= WORK REQUEST =
Which lines in the data below contain the string "visited"? Show each one.

Collected data:
★ ★ ★ ★ ★ ★ ★

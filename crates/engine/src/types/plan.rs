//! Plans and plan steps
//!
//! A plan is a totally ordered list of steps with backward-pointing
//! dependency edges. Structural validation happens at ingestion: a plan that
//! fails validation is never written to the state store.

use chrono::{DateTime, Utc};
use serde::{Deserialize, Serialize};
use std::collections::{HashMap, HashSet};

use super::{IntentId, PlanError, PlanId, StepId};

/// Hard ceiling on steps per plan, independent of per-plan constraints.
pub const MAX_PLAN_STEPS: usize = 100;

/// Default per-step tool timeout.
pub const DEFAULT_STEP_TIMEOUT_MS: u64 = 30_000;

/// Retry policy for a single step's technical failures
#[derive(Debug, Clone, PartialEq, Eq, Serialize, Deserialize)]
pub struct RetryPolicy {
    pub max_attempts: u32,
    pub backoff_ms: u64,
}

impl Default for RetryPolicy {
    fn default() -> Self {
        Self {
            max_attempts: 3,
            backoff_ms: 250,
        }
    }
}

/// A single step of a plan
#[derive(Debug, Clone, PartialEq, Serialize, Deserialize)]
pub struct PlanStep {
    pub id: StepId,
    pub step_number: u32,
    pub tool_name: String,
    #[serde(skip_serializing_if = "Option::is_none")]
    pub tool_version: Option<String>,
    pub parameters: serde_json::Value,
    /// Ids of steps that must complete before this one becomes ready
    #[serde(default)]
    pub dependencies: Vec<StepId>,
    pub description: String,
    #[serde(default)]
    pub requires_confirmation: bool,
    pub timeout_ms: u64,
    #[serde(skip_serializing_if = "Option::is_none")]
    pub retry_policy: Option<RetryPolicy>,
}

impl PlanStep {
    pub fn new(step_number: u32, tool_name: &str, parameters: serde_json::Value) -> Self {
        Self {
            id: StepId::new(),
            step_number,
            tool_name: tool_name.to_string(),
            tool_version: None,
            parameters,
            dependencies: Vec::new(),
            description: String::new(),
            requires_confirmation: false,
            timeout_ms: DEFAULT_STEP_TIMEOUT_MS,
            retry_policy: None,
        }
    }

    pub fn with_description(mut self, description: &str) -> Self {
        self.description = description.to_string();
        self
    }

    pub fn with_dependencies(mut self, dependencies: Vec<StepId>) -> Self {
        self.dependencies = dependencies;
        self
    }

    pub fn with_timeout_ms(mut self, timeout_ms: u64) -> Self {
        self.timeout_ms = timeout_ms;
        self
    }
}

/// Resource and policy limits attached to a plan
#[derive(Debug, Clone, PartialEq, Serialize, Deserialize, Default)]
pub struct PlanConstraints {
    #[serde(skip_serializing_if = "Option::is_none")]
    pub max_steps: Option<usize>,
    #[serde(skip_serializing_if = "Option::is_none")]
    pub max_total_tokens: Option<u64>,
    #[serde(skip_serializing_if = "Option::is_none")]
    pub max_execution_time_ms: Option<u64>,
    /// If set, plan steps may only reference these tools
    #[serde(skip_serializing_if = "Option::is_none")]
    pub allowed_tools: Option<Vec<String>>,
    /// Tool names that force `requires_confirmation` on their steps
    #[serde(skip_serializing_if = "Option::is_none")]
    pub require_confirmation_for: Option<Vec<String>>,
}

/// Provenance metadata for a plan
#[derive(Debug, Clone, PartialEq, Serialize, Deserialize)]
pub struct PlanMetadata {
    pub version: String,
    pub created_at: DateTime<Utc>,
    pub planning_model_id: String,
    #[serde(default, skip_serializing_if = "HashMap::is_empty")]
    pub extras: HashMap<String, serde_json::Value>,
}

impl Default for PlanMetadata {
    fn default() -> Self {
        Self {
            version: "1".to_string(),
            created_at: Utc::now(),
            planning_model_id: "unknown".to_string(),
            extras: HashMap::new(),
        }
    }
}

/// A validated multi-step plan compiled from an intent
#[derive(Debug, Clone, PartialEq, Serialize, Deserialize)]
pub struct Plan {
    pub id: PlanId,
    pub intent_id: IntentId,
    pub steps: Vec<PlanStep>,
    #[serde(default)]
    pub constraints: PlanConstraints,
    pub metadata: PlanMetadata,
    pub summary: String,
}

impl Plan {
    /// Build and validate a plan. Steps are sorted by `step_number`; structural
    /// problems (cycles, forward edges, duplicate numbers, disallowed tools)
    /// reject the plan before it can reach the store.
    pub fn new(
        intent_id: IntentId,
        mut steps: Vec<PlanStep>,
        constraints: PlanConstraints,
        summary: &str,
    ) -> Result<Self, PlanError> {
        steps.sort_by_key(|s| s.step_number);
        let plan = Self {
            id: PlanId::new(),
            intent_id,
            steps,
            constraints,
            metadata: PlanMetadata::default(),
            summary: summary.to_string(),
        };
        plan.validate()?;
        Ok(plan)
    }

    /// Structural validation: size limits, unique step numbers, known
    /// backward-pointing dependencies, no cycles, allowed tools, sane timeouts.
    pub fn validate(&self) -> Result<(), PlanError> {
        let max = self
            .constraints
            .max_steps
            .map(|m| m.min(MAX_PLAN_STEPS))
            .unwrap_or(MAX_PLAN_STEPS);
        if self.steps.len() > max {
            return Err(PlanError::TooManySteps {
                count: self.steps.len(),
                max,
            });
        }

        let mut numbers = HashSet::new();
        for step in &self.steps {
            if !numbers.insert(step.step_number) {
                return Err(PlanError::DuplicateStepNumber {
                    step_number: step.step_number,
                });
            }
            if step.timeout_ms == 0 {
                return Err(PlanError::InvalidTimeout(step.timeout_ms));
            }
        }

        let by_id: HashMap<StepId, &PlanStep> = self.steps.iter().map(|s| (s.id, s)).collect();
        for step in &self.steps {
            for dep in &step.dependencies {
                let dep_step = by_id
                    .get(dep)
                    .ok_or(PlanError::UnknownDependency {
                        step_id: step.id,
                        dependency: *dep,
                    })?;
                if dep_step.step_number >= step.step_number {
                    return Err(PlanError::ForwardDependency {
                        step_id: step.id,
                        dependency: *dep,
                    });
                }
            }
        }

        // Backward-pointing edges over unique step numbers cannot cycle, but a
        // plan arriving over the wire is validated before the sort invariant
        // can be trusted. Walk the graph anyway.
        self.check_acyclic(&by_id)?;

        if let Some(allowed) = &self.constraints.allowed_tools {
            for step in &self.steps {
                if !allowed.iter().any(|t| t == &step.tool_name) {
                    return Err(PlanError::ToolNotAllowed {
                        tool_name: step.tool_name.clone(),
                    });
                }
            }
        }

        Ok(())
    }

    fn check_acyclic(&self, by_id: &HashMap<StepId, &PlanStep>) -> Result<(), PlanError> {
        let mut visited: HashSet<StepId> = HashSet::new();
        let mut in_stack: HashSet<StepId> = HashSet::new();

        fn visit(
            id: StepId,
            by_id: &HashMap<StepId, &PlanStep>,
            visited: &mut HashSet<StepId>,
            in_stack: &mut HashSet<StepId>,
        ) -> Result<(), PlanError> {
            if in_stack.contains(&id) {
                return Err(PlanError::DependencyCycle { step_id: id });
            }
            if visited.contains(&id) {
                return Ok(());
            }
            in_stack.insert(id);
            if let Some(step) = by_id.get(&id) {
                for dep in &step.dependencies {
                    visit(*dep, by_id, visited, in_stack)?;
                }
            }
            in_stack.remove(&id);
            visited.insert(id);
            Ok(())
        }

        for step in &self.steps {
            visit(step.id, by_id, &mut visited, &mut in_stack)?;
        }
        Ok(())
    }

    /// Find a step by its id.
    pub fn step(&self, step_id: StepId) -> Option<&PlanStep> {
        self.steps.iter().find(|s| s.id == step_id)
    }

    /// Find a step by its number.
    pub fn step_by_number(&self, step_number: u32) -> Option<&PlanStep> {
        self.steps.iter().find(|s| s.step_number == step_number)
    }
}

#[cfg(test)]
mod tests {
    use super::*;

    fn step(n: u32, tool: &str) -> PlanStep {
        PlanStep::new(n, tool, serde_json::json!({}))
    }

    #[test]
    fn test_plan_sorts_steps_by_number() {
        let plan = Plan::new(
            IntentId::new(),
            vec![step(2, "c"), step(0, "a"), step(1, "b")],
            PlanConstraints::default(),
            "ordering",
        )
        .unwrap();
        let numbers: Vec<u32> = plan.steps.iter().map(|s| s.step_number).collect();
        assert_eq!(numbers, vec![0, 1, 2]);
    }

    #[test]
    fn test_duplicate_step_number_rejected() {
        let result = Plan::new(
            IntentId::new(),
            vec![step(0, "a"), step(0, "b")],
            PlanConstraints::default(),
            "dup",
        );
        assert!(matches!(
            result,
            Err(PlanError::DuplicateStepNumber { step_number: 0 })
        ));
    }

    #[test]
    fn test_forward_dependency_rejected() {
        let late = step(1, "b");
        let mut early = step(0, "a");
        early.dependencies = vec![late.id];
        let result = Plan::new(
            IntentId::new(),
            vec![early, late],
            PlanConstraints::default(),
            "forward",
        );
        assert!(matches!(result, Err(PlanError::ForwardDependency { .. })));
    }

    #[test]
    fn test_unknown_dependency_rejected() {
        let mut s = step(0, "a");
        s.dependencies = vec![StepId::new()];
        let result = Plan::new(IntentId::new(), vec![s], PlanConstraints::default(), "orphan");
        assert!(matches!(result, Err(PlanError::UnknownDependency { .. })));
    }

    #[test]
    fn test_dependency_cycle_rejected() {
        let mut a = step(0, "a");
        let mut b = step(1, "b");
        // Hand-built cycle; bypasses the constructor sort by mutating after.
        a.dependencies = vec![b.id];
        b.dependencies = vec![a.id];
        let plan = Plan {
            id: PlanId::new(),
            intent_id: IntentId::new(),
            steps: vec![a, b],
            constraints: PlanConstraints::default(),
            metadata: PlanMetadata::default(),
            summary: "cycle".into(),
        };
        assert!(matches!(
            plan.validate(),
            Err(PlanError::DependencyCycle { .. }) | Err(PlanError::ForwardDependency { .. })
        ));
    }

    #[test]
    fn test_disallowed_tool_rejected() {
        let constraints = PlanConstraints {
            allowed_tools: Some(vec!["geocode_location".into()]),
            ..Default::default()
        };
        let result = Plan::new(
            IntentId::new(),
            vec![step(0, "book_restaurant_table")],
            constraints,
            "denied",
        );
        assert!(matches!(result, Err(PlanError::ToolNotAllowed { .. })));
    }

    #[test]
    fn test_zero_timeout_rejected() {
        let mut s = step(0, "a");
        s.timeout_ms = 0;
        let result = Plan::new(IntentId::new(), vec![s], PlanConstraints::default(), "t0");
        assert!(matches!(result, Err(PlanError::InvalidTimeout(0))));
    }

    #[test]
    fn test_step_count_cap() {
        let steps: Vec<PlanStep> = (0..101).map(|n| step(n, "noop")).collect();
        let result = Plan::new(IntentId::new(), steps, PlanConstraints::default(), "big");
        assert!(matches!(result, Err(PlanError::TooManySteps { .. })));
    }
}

★ ★ ★ ★ ★ ★ ★

= THE COMPLETED TASK =
        let mut visited: HashSet<StepId> = HashSet::new();
            visited: &mut HashSet<StepId>,
            if visited.contains(&id) {
                    visit(*dep, by_id, visited, in_stack)?;
            visited.insert(id);
            visit(step.id, by_id, &mut visited, &mut in_stack)?;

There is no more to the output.